Michael H. Baumann, Mohammad O. Bukhari, Kurt R. Lehner, Sebastien Anizan, Kenner C. Rice, Marta Concheiro, Marilyn A. Huestis, Baumann, Michael H., Bukhari, Mohammad O., Lehner, Kurt R., Anizan, Sebastien, Rice, Kenner C., Concheiro, Marta, Huestis, Marilyn A.

Abstract

3,4-Methylenedioxypyrovalerone (MDPV) is a psychoactive component of so-called bath salts products that has caused serious medical consequences in humans. In this chapter, we review the neuropharmacology of MDPV and related analogs, and supplement the discussion with new results from our preclinical experiments.
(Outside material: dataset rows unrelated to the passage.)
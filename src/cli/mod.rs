//! Command-line parsing for the bumper fitter.
//!
//! The goal of this module is to keep **argument parsing** and **command dispatch**
//! separate from the modeling/math code.

use std::path::PathBuf;

use clap::{Parser, Subcommand};

use crate::domain::{LinearCoefficients, ModelSpec};

/// Top-level CLI.
#[derive(Debug, Parser)]
#[command(
    name = "bfit",
    version,
    about = "Multi-start Levenberg-Marquardt light-curve fitter with bumper restarts"
)]
pub struct Cli {
    /// Log verbosity level (trace, debug, info, warn, error)
    #[arg(long, global = true, default_value = "warn")]
    pub log_level: tracing::Level,

    #[command(subcommand)]
    pub command: Command,
}

/// CLI subcommands.
#[derive(Debug, Subcommand)]
pub enum Command {
    /// Fit a batch of descents to an observation CSV and print a summary.
    Fit(FitArgs),
    /// Write a synthetic observation CSV from a built-in model family.
    Simulate(SimulateArgs),
}

#[derive(Debug, Parser, Clone)]
pub struct FitArgs {
    /// Observation CSV (`group,x,y,sigma[,tag]`).
    #[arg(long, value_name = "CSV")]
    pub data: PathBuf,

    /// JSON run configuration.
    #[arg(long, value_name = "JSON")]
    pub config: PathBuf,

    /// Directory for checkpoint, traces and per-descent results.
    ///
    /// Without it nothing is written and every run starts fresh.
    #[arg(long, value_name = "DIR")]
    pub run_dir: Option<PathBuf>,

    /// Label used in file names and `best.dat` (defaults to the run
    /// directory's name).
    #[arg(long)]
    pub label: Option<String>,

    /// Override `options.nfits`.
    #[arg(long)]
    pub nfits: Option<usize>,

    /// Override `options.max_steps`.
    #[arg(long)]
    pub max_steps: Option<usize>,

    /// Override `options.bumper_power`.
    #[arg(long, allow_hyphen_values = true)]
    pub bumper_power: Option<f64>,

    /// Override `options.time_limit_secs`.
    #[arg(long, value_name = "SECS")]
    pub time_limit: Option<f64>,
}

#[derive(Debug, Parser, Clone)]
pub struct SimulateArgs {
    /// Model family.
    #[arg(long, value_enum)]
    pub model: ModelSpec,

    /// Parameters in natural units, comma separated (family order).
    #[arg(long, value_delimiter = ',', allow_hyphen_values = true, required = true)]
    pub params: Vec<f64>,

    /// One `offset:scale` pair per group, comma separated.
    #[arg(
        long,
        value_delimiter = ',',
        value_parser = parse_group,
        allow_hyphen_values = true,
        default_value = "100:1000"
    )]
    pub groups: Vec<LinearCoefficients>,

    /// Points per group.
    #[arg(long, default_value_t = 200)]
    pub points: usize,

    /// Start of the time range (HJD − 2450000).
    #[arg(long, default_value_t = 7400.0, allow_hyphen_values = true)]
    pub x_min: f64,

    /// End of the time range (HJD − 2450000).
    #[arg(long, default_value_t = 7600.0, allow_hyphen_values = true)]
    pub x_max: f64,

    /// Noise standard deviation as a fraction of each clean value.
    #[arg(long, default_value_t = 0.01)]
    pub noise: f64,

    #[arg(long, default_value_t = 42)]
    pub seed: u64,

    /// Output CSV path.
    #[arg(long, value_name = "CSV")]
    pub out: PathBuf,

    /// Right ascension in degrees (parallax family only).
    #[arg(long, allow_hyphen_values = true)]
    pub ra: Option<f64>,

    /// Declination in degrees (parallax family only).
    #[arg(long, allow_hyphen_values = true)]
    pub dec: Option<f64>,
}

/// Parse `offset:scale`.
pub fn parse_group(s: &str) -> Result<LinearCoefficients, String> {
    let (offset, scale) = s
        .split_once(':')
        .ok_or_else(|| format!("expected `offset:scale`, got '{s}'"))?;
    let offset = offset
        .trim()
        .parse::<f64>()
        .map_err(|_| format!("invalid offset '{offset}'"))?;
    let scale = scale
        .trim()
        .parse::<f64>()
        .map_err(|_| format!("invalid scale '{scale}'"))?;
    Ok(LinearCoefficients { offset, scale })
}
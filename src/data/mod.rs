//! Observation data: the immutable store the engine fits against, and a
//! seeded synthetic generator for demos and tests.

pub mod observations;
pub mod sample;

pub use observations::*;
pub use sample::*;
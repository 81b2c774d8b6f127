//! Single-lens magnification for point and finite sources.

use std::f64::consts::PI;

/// Sources farther than this many radii from the lens are treated as points.
pub const FINITE_SOURCE_RANGE: f64 = 10.0;

const MIN_SEPARATION: f64 = 1.0e-10;
const MIN_RINGS: usize = 8;
const MAX_RINGS: usize = 128;

/// `A(u) = (u² + 2) / (u·√(u² + 4))`.
pub fn point_source(u: f64) -> f64 {
    let u = u.abs().max(MIN_SEPARATION);
    let u2 = u * u;
    (u2 + 2.0) / (u * (u2 + 4.0).sqrt())
}

/// Magnification of a linearly limb-darkened disk of radius `rho` whose
/// center sits `u` from the lens.
///
/// The disk is integrated with a midpoint rule in polar coordinates around
/// the source center; the number of rings grows as the tolerance shrinks.
pub fn finite_source(u: f64, rho: f64, limb_darkening: f64, tolerance: f64) -> f64 {
    if !(rho > 0.0) || u > FINITE_SOURCE_RANGE * rho {
        return point_source(u);
    }

    let rings = ring_count(tolerance);
    let sectors = 2 * rings;
    let dr = 1.0 / rings as f64;
    // Symmetric about the lens-source axis, so half the disk is enough.
    let dphi = PI / sectors as f64;

    let mut flux = 0.0;
    let mut area = 0.0;
    for ir in 0..rings {
        let r = (ir as f64 + 0.5) * dr;
        let profile = 1.0 - limb_darkening * (1.0 - (1.0 - r * r).sqrt());
        let ring_weight = profile * r;
        let rr = r * rho;
        for ip in 0..sectors {
            let phi = (ip as f64 + 0.5) * dphi;
            let d = (u * u + rr * rr + 2.0 * u * rr * phi.cos()).max(0.0).sqrt();
            flux += ring_weight * point_source(d);
            area += ring_weight;
        }
    }

    flux / area
}

fn ring_count(tolerance: f64) -> usize {
    let t = if tolerance > 0.0 { tolerance } else { 1.0e-4 };
    let n = (2.0 / t.sqrt()).ceil();
    if n.is_finite() {
        (n as usize).clamp(MIN_RINGS, MAX_RINGS)
    } else {
        MAX_RINGS
    }
}

#[cfg(test)]
mod tests {
    use super::*;

    #[test]
    fn point_source_known_value() {
        let a = point_source(1.0);
        assert!((a - 3.0 / 5.0_f64.sqrt()).abs() < 1e-12);
        assert!(point_source(0.0).is_finite());
    }

    #[test]
    fn far_from_lens_finite_equals_point() {
        assert_eq!(finite_source(0.5, 0.01, 0.5, 1e-2), point_source(0.5));
    }

    #[test]
    fn uniform_disk_centered_on_lens() {
        let rho = 0.1;
        let a = finite_source(0.0, rho, 0.0, 1e-2);
        let expected = (1.0 + 4.0 / (rho * rho)).sqrt();
        assert!(
            ((a - expected) / expected).abs() < 1e-2,
            "got {a}, expected {expected}"
        );
    }

    #[test]
    fn finite_source_close_to_point_source_near_edge_of_range() {
        let rho = 0.01;
        let u = 0.09;
        let a = finite_source(u, rho, 0.3, 1e-3);
        let ps = point_source(u);
        assert!(((a - ps) / ps).abs() < 5e-3, "got {a}, point {ps}");
    }

    #[test]
    fn ring_count_is_bounded() {
        assert_eq!(ring_count(1.0), MIN_RINGS);
        assert_eq!(ring_count(1e-12), MAX_RINGS);
        assert_eq!(ring_count(1e-2), 20);
    }
}
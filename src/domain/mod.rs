//! Domain types used throughout the engine.
//!
//! This module defines:
//!
//! - observations (`Observation`)
//! - bounds, nuisance coefficients and propagated errors
//! - the JSON run configuration (`RunConfig`, `FitOptions`, `ConstraintSpec`)

pub mod types;

pub use types::*;
//! Forward models.
//!
//! - the `ForwardModel` capability the engine is generic over (`model`)
//! - the built-in microlensing families (`family`)
//! - magnification and parallax helpers they are built from

pub mod family;
pub mod magnification;
pub mod model;
pub mod parallax;

pub use family::*;
pub use model::*;
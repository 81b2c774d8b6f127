//! The forward-model capability the fit engine is written against.
//!
//! The engine only ever needs:
//! - the parameter layout (names, which slots live in log space)
//! - a pure evaluation `f(params, x, aux)`
//! - a way to turn fit-space values back into reported values
//!
//! The built-in families implement this in `family`; tests and external
//! callers can implement it for their own models.

use crate::domain::Uncertainty;

/// Per-point side information handed to the forward model.
#[derive(Debug, Clone, Copy, PartialEq)]
pub struct Auxiliary {
    /// Observation tag (satellite id for the built-in families).
    pub tag: i32,
    /// Calibration constant of the point's group.
    pub calibration: f64,
    /// Current relative tolerance requested from the model.
    pub tolerance: f64,
}

impl Default for Auxiliary {
    fn default() -> Self {
        Self {
            tag: 0,
            calibration: 0.0,
            tolerance: 1.0e-2,
        }
    }
}

/// A pure forward model.
///
/// `evaluate` must return the same value for the same arguments: the
/// optimizer calls it many times per iteration for finite differences.
pub trait ForwardModel {
    fn parameter_names(&self) -> &[&'static str];

    /// Slots stored as natural logarithms in fit space.
    fn log_positions(&self) -> &[usize] {
        &[]
    }

    fn evaluate(&self, params: &[f64], x: f64, aux: &Auxiliary) -> f64;

    fn parameter_count(&self) -> usize {
        self.parameter_names().len()
    }

    fn parameter_index(&self, name: &str) -> Option<usize> {
        self.parameter_names().iter().position(|n| *n == name)
    }

    fn is_log(&self, index: usize) -> bool {
        self.log_positions().contains(&index)
    }

    /// Fit-space parameters as reported to the user (log slots exponentiated).
    fn reported(&self, params: &[f64]) -> Vec<f64> {
        params
            .iter()
            .enumerate()
            .map(|(i, p)| if self.is_log(i) { p.exp() } else { *p })
            .collect()
    }

    /// Errors carried through the same transform as `reported`.
    fn reported_errors(&self, params: &[f64], errors: &[Uncertainty]) -> Vec<Uncertainty> {
        errors
            .iter()
            .zip(params)
            .enumerate()
            .map(|(i, (err, p))| match err {
                Uncertainty::Bounded(e) if self.is_log(i) => Uncertainty::Bounded(e * p.exp()),
                other => *other,
            })
            .collect()
    }

    /// One-line human-readable parameter summary.
    fn format_report(&self, params: &[f64]) -> String {
        self.parameter_names()
            .iter()
            .zip(self.reported(params))
            .map(|(name, v)| format!("{name}={v:.6}"))
            .collect::<Vec<_>>()
            .join("  ")
    }
}
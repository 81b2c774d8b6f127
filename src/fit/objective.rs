//! Chi-square objective with nested nuisance solve.
//!
//! One evaluation:
//!
//! 1. forward model at every observation
//! 2. closed-form `(offset, scale)` per group
//! 3. weighted squared residuals, plus a penalty for groups whose scale
//!    exceeds twice the group's mean value
//! 4. constraint penalties
//!
//! The evaluator also retunes the tolerance handed to the forward model so its
//! numerical error stays well below the statistical one.

use tracing::debug;

use crate::data::ObservationStore;
use crate::domain::{LinearCoefficients, ToleranceOptions};
use crate::error::AppError;
use crate::fit::constraints::Constraint;
use crate::math::{ModelSums, solve_linear_pair};
use crate::models::{Auxiliary, ForwardModel};

/// Halve the tolerance when the model-precision term exceeds this share of chi².
const TIGHTEN_RATIO: f64 = 0.1;
/// Double it when the term falls below this share.
const RELAX_RATIO: f64 = 0.01;

/// Everything computed during one evaluation.
#[derive(Debug, Clone)]
pub struct Evaluation {
    /// Chi-square plus all penalties.
    pub objective: f64,
    pub linear: Vec<LinearCoefficients>,
    pub model_values: Vec<f64>,
    pub constraint_values: Vec<f64>,
    /// Points in groups flagged as over-subtracted.
    pub bad_fit_points: usize,
}

pub struct Objective<'a> {
    model: &'a dyn ForwardModel,
    store: &'a ObservationStore,
    constraints: &'a [Constraint],
    calibration: Vec<f64>,
    tolerance: f64,
    tolerance_ceiling: f64,
}

impl<'a> Objective<'a> {
    /// `calibration` holds one constant per group; missing groups use 0.
    pub fn new(
        model: &'a dyn ForwardModel,
        store: &'a ObservationStore,
        constraints: &'a [Constraint],
        calibration: &[f64],
        tolerance: ToleranceOptions,
    ) -> Result<Self, AppError> {
        if !(tolerance.initial > 0.0 && tolerance.ceiling > 0.0) {
            return Err(AppError::config("Tolerance settings must be positive."));
        }
        let calibration = (0..store.group_count())
            .map(|g| calibration.get(g).copied().unwrap_or(0.0))
            .collect();
        Ok(Self {
            model,
            store,
            constraints,
            calibration,
            tolerance: tolerance.initial,
            tolerance_ceiling: tolerance.ceiling,
        })
    }

    pub fn model(&self) -> &'a dyn ForwardModel {
        self.model
    }

    pub fn store(&self) -> &'a ObservationStore {
        self.store
    }

    pub fn constraints(&self) -> &'a [Constraint] {
        self.constraints
    }

    pub fn tolerance(&self) -> f64 {
        self.tolerance
    }

    pub fn point_count(&self) -> usize {
        self.store.len()
    }

    /// Forward model at every observation.
    pub fn model_values(&self, params: &[f64]) -> Vec<f64> {
        self.store
            .points()
            .iter()
            .map(|p| {
                let aux = Auxiliary {
                    tag: p.tag,
                    calibration: self.calibration[p.group],
                    tolerance: self.tolerance,
                };
                self.model.evaluate(params, p.x, &aux)
            })
            .collect()
    }

    /// Closed-form nuisance pair for every group.
    pub fn solve_linear(&self, model_values: &[f64]) -> Vec<LinearCoefficients> {
        let points = self.store.points();
        self.store
            .groups()
            .iter()
            .map(|g| {
                let mut sums = ModelSums::default();
                for i in g.start..g.end {
                    sums.add(model_values[i], points[i].y, points[i].weight);
                }
                solve_linear_pair(&g.sums, &sums)
            })
            .collect()
    }

    pub fn constraint_values(&self, params: &[f64], linear: &[LinearCoefficients]) -> Vec<f64> {
        self.constraints
            .iter()
            .map(|c| c.evaluate(params, linear))
            .collect()
    }

    /// Full objective at `params`, adapting the model tolerance afterwards.
    pub fn evaluate(&mut self, params: &[f64]) -> Evaluation {
        let model_values = self.model_values(params);
        let linear = self.solve_linear(&model_values);
        let points = self.store.points();

        let mut chi2 = 0.0;
        let mut precision = 0.0;
        for (p, f) in points.iter().zip(&model_values) {
            let lc = linear[p.group];
            let raw = p.y - lc.offset - lc.scale * f;
            let term = raw * p.weight * p.weight * lc.scale * self.tolerance;
            precision += term * term;
            let r = raw * p.weight;
            chi2 += r * r;
        }

        let mut bad_fit_points = 0;
        for (g, lc) in self.store.groups().iter().zip(&linear) {
            let limit = 2.0 * g.sums.mean();
            if lc.scale > limit {
                bad_fit_points += g.len();
                let excess = lc.scale - limit;
                chi2 += excess * excess * g.sums.w2;
            }
        }

        self.adapt_tolerance((2.0 * precision).sqrt(), chi2);

        let constraint_values = self.constraint_values(params, &linear);
        let mut objective = chi2;
        for (c, v) in self.constraints.iter().zip(&constraint_values) {
            objective += c.penalty(*v);
        }

        Evaluation {
            objective,
            linear,
            model_values,
            constraint_values,
            bad_fit_points,
        }
    }

    fn adapt_tolerance(&mut self, deviation: f64, chi2: f64) {
        let ratio = deviation / chi2;
        if ratio > TIGHTEN_RATIO {
            self.tolerance *= 0.5;
            debug!(tolerance = self.tolerance, "tightened model tolerance");
        } else if ratio < RELAX_RATIO && self.tolerance < 0.99 * self.tolerance_ceiling {
            self.tolerance *= 2.0;
            debug!(tolerance = self.tolerance, "relaxed model tolerance");
        }
    }
}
MDPV acts as a potent uptake inhibitor at plasma membrane transporters for dopamine (DAT) and norepinephrine (NET) in nervous tissue. The MDPV formulation in bath salts is a racemic mixture, and the S isomer is much more potent than the R isomer at blocking DAT and producing abuse-related effects. Elevations in brain extracellular dopamine produced by MDPV are likely to underlie its locomotor stimulant and addictive properties. MDPV displays rapid pharmacokinetics when injected into rats (0.5-2.0 mg/kg), with peak plasma concentrations achieved by 10-20 min and declining quickly thereafter. MDPV is metabolized to 3,4-dihydroxypyrovalerone (3,4-catechol-PV) and 4-hydroxy-3-methoxypyrovalerone (4-OH-3-MeO-PV) in vivo, but motor activation produced by the drug is positively correlated with plasma concentrations of parent drug and not its metabolites. 3,4-Catechol-PV is a potent uptake blocker at DAT in vitro but has little activity after administration in vivo. 4-OH-3-MeO-PV is the main MDPV metabolite but is weak at DAT and NET. MDPV analogs, such as α-pyrrolidinovalerophenone (α-PVP), display similar ability to inhibit DAT and increase extracellular dopamine concentrations. Taken together, these findings demonstrate that MDPV and its analogs represent a unique class of transporter inhibitors with a high propensity for abuse and addiction.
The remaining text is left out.